I had a number of requests for snack ideas and since my computer crashed yesterday I no longer have the fun posts I was working on for this week. sniff, sniff. I feel very strongly about feeding children well, not only for the immediate benefits but the lasting effects that learning good eating habits has on their future. I have strict guidelines in my house where food is concerned and have found great success in such consistency. Kids need snacks (heck, I need snacks) but hunger can stike at inopportune times, so preparation is the key. To me, a snack is simple AND healthy. If it has no nutrition or is only "enriched" with vitamins (therefore - fake food) it is a treat. If my kids want a treat, they compensate for it by eating roughly twice as much really healthy food first.
Our snacks start with a vegetable, if they are not hungry enough to eat a vegetable, they are not hungry enough for a snack. Too many kids (and adults) eat all day which causes our hunger cues to get messed up and leads to overeating, mindless eating and eating because we are bored.
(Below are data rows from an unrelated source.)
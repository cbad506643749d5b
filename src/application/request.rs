//! Data subject request orchestration.
//!
//! Drives every registered exporter (or eraser) for one email address,
//! requesting page after page until the callback reports `done`.

use chrono::Utc;

use crate::domain::{AppError, ContentKind, EraseResult, ExportGroup, ExportReport, Result};

use super::registry::{in_registration_order, EraserRegistry, ExporterRegistry};

/// Runs a full export request.
///
/// With `only`, just that kind's exporter runs.
///
/// # Errors
/// Returns the first exporter error, or `PageLimit` if an exporter is
/// still not done after `max_pages` pages.
pub fn run_export_request(
    exporters: &ExporterRegistry,
    email: &str,
    only: Option<ContentKind>,
    max_pages: u32,
) -> Result<ExportReport> {
    tracing::info!(exporters = exporters.len(), "Starting export request");

    let mut groups = Vec::new();

    for (id, exporter) in in_registration_order(exporters) {
        if only.is_some_and(|kind| kind.id() != id) {
            continue;
        }

        let mut items = Vec::new();
        let mut page = 1;

        loop {
            let result = (exporter.callback)(email, page)?;
            items.extend(result.data);

            if result.done {
                break;
            }
            if page >= max_pages {
                return Err(AppError::PageLimit {
                    callback: format!("Exporter {id}"),
                    max_pages,
                });
            }
            page += 1;
        }

        tracing::info!(exporter = id, pages = page, items = items.len(), "Exporter finished");

        groups.push(ExportGroup {
            exporter_id: id.to_string(),
            friendly_name: exporter.friendly_name.to_string(),
            pages: page,
            items,
        });
    }

    Ok(ExportReport {
        email: email.to_string(),
        generated_at: Utc::now(),
        groups,
    })
}

/// Runs a full erase request.
///
/// # Errors
/// Returns the first eraser error, or `PageLimit` if an eraser is still not
/// done after `max_pages` pages.
pub fn run_erase_request(
    erasers: &EraserRegistry,
    email: &str,
    only: Option<ContentKind>,
    max_pages: u32,
) -> Result<Vec<EraseResult>> {
    tracing::info!(erasers = erasers.len(), "Starting erase request");

    let mut results = Vec::new();

    for (id, eraser) in in_registration_order(erasers) {
        if only.is_some_and(|kind| kind.id() != id) {
            continue;
        }

        let mut page = 1;
        let outcome = loop {
            let outcome = (eraser.callback)(email, page)?;
            if outcome.done() {
                break outcome;
            }
            if page >= max_pages {
                return Err(AppError::PageLimit {
                    callback: format!("Eraser {id}"),
                    max_pages,
                });
            }
            page += 1;
        };

        results.push(EraseResult {
            eraser_id: id.to_string(),
            friendly_name: eraser.friendly_name.to_string(),
            outcome,
        });
    }

    Ok(results)
}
These are our standard snack-on vegetables:
*cucumbers - I let them request the way they are cut (rounds, sticks, wedges, thinly sliced...) Giving choices increases their cooperation.
*peppers - only my oldest chooses these for snacks, any variety but green.
spinach - prewashed, organic, baby spinach that I can just toss in some dressing. Another thing I do with spinach is make what we call "super green food." This is blanched and pureed spinach. I think it is crazy how much it is requested--not because they like it, but because only 5 bites is a serving, so it is a fast, get-it-out-of-the-way-so-we-can-get-to-the-good-stuff vegetable.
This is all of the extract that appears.